══ DATA SUPPLIED

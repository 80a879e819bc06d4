//! # imgmeta
//!
//! Read and write human-level metadata fields (description, artist,
//! copyright, software, datetime, user comment and custom keys) in JPEG, PNG
//! and TIFF containers.
//!
//! The crate covers:
//!
//! - **EXIF**: decoding raw tag values to text and mapping field names onto
//!   EXIF directory entries
//! - **XMP**: building and parsing RDF/XML packets
//! - **JPEG**: walking marker segments and splicing an XMP APP1 segment
//! - **PNG**: reading and rewriting `tEXt`/`iTXt` chunks
//! - **Dispatch**: choosing the right writer for a format and metadata kind
//!
//! Pixel decoding, re-encoding and binary EXIF packing are delegated to an
//! [`ImageCodec`] and an [`ExifPacker`] supplied by the caller.
//!
//! ## Example
//!
//! ```rust
//! use imgmeta::{FieldMap, JpegHandler, XmpParser, XmpSerializer};
//!
//! let mut fields = FieldMap::new();
//! fields.insert("description", "Sunset");
//! fields.insert("datetime", "2024-05-01 10:00:00");
//!
//! let packet = XmpSerializer::new().serialize_packet(&fields).unwrap();
//! let jpeg = [0xFF, 0xD8, 0xFF, 0xD9];
//! let written = JpegHandler::write_xmp(&jpeg, packet.as_bytes()).unwrap();
//!
//! let read = XmpParser::parse_fields(JpegHandler::read_xmp_packet(&written).unwrap());
//! assert_eq!(read.get("description"), Some("Sunset"));
//! assert_eq!(read.get("datetime"), Some("2024-05-01T10:00:00"));
//! ```

pub mod core;
pub mod exif;
pub mod files;
pub mod types;
pub mod utils;

pub use core::error::{MetaError, MetaResult};
pub use core::namespace::CustomNamespace;
pub use core::parser::XmpParser;
pub use core::serializer::XmpSerializer;
pub use exif::{ExifIfdMap, ExifValue, IfdKind};
pub use files::{
    DecodedImage, ExifPacker, ImageCodec, MetadataCodec, MetadataReport, WriteOptions,
    WriteOutcome, WritePath,
};
#[cfg(feature = "jpeg")]
pub use files::JpegHandler;
#[cfg(feature = "png")]
pub use files::PngTextChunks;
pub use types::{ContainerFormat, FieldMap, MetadataKind, StandardField};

════

**TASK GOAL:**
Filter the listing above by the word "XmpSerializer"; copy each line that passes.

**TASK RESPONSE:**
//! use imgmeta::{FieldMap, JpegHandler, XmpParser, XmpSerializer};
//! let packet = XmpSerializer::new().serialize_packet(&fields).unwrap();
pub use core::serializer::XmpSerializer;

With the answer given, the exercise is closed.